| Por Juan 
                Antonio Bermúdez  Más allá del cine con niños y del 
                cine para niños, la cámara se ha adaptado a menudo a la estatura 
                de la infancia para retratar el mundo de los adultos con esa mirada 
                perpleja. Casi podría hablarse así de un género, que François 
                Truffaut interpretó tal vez mejor que nadie, pero que antes y 
                después del maestro francés ha proporcionado una considerable 
                ristra de películas muy dignas.   Entre 
                ellas hay que situar ahora a Liam, filme en el que Stephen 
                Frears ha elaborado una bella y oportuna parábola sobre el surgimiento 
                del fascismo en tiempos de depresión económica, a partir de la 
                historia de una humilde familia del Liverpool de entreguerras, 
                un turbado contexto en el que cohabitan ingleses, irlandeses y 
                judíos.
 Todo se presenta ante los ojos 
                del espectador con la idéntica imprevisible frescura con la que 
                todo sucede por primera vez ante los ojos de Liam, el más pequeño 
                de la familia.
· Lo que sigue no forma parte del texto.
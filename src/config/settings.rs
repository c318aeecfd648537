//! Application settings

use crate::core::session::CalibrationSettings;
use crate::core::simulator::SimulatorConfig;
use crate::core::statustext::DEFAULT_MARKER;
use serde::{Deserialize, Serialize};
use std::path::{Path, PathBuf};
use thiserror::Error;

/// Configuration errors
#[derive(Debug, Error)]
pub enum ConfigError {
    /// No home or config directory on this platform
    #[error("Could not determine config directory")]
    NoConfigDir,

    /// Reading or writing the file failed
    #[error("Config I/O error: {0}")]
    Io(#[from] std::io::Error),

    /// File is not valid TOML for this config
    #[error("Invalid config file: {0}")]
    Parse(#[from] toml::de::Error),

    /// Config could not be encoded
    #[error("Failed to encode config: {0}")]
    Encode(#[from] toml::ser::Error),
}

/// Application configuration
#[derive(Debug, Clone, PartialEq, Default, Serialize, Deserialize)]
#[serde(default)]
pub struct AppConfig {
    /// Calibration parameters
    pub calibration: CalibrationConfig,
    /// Logging settings
    pub logging: LoggingConfig,
    /// Simulated vehicle
    pub simulator: SimulatorConfig,
}

impl AppConfig {
    /// Load config from the default location
    ///
    /// A missing file yields the defaults.
    pub fn load() -> Result<Self, ConfigError> {
        let path = super::config_path().ok_or(ConfigError::NoConfigDir)?;
        Self::load_from(&path)
    }

    /// Load config from an explicit path
    pub fn load_from(path: &Path) -> Result<Self, ConfigError> {
        if path.exists() {
            let content = std::fs::read_to_string(path)?;
            Ok(toml::from_str(&content)?)
        } else {
            tracing::debug!(path = %path.display(), "No config file, using defaults");
            Ok(Self::default())
        }
    }

    /// Save config to the default location
    pub fn save(&self) -> Result<PathBuf, ConfigError> {
        let path = super::config_path().ok_or(ConfigError::NoConfigDir)?;
        self.save_to(&path)?;
        Ok(path)
    }

    /// Save config to an explicit path, creating parent directories
    pub fn save_to(&self, path: &Path) -> Result<(), ConfigError> {
        if let Some(parent) = path.parent() {
            std::fs::create_dir_all(parent)?;
        }
        let content = toml::to_string_pretty(self)?;
        std::fs::write(path, content)?;
        Ok(())
    }

    /// Settings for a calibration session
    pub fn calibration_settings(&self) -> CalibrationSettings {
        CalibrationSettings {
            marker: self.calibration.marker.clone(),
            param_changed: self.calibration.param_changed.clone(),
            target_component: self.calibration.target_component,
        }
    }
}

/// Calibration parameters
#[derive(Debug, Clone, PartialEq, Eq, Serialize, Deserialize)]
#[serde(default)]
pub struct CalibrationConfig {
    /// Tag that marks calibration status lines
    pub marker: String,
    /// Parameter reported as changed after a calibration ends
    pub param_changed: String,
    /// Component the calibration command is addressed to
    pub target_component: u8,
}

impl Default for CalibrationConfig {
    fn default() -> Self {
        let settings = CalibrationSettings::default();
        Self {
            marker: DEFAULT_MARKER.to_string(),
            param_changed: settings.param_changed,
            target_component: settings.target_component,
        }
    }
}

/// Logging settings
#[derive(Debug, Clone, PartialEq, Eq, Serialize, Deserialize)]
#[serde(default)]
pub struct LoggingConfig {
    /// Default filter directive (overridden by `RUST_LOG`)
    pub level: String,
    /// Emit JSON instead of human-readable lines
    pub json: bool,
    /// Also write to a daily log file
    pub file_logging: bool,
    /// Log directory
    pub directory: Option<PathBuf>,
}

impl Default for LoggingConfig {
    fn default() -> Self {
        Self {
            level: "warn".to_string(),
            json: false,
            file_logging: false,
            directory: super::log_dir(),
        }
    }
}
Y ahí se tensa la fuerza del filme, sobre la sorprendente 
                intuición interpretativa de Anthony Borrows, al que acompañamos, 
                contagiados por el asombro de sus siete años, en el ejercicio 
                de abrir puertas a la vida. Detrás, irán apareciendo el deseo, 
                el horror, la xenofobia, la culpa y todo esa amalgama de pequeños 
                engaños y desengaños que identificamos con la compleja, inexplicable 
                e indescifrable vida de los adultos.  Su cómplice en esta excursión desde 
                la suave inocencia a la áspera realidad, la adolescente Megan 
                Burns, borda un excelente papel de hermana mayor que va adquiriendo 
                emoción y matices a medida que avanza la película. Le valió a 
                la joven actriz la Copa Volpi a la mejor interpretación femenina 
                en el último Festival de Venecia.  El director Stephen Frears contribuyó 
                en los años 80 al resurgir del cine británico con destacadas películas 
                como Mi hermosa lavandería (1985) o Sammy y Rosie se 
                lo montan (1987) y alcanzó luego la gloria internacional con 
                Las amistades peligrosas (1989) y Los timadores 
                (1990).  Excepto en el caso de estos dos 
                superéxitos y pese a su frecuente coqueteo posterior con el oro 
                de Hollywood, sus mejores resultados, de crítica e incluso de 
                público, se los han proporcionado sus reencuentros con los argumentos 
                y la gente que le preocupa, protagonistas de filmes menos ambiciosos 
                rodados en Irlanda o Gran Bretaña como Café irlandés o 
                La camioneta.  Ahora, gracias a su alianza con 
                el prestigioso guionista Jimmy McGovern para llevar al cine este 
                antiguo proyecto televisivo, Frears ha conseguido coronar en Liam 
                la que es sin duda una de las cumbres de su carrera. Maestro sin 
                alardes, le ha salido una película sincera y directa, muy recomendable.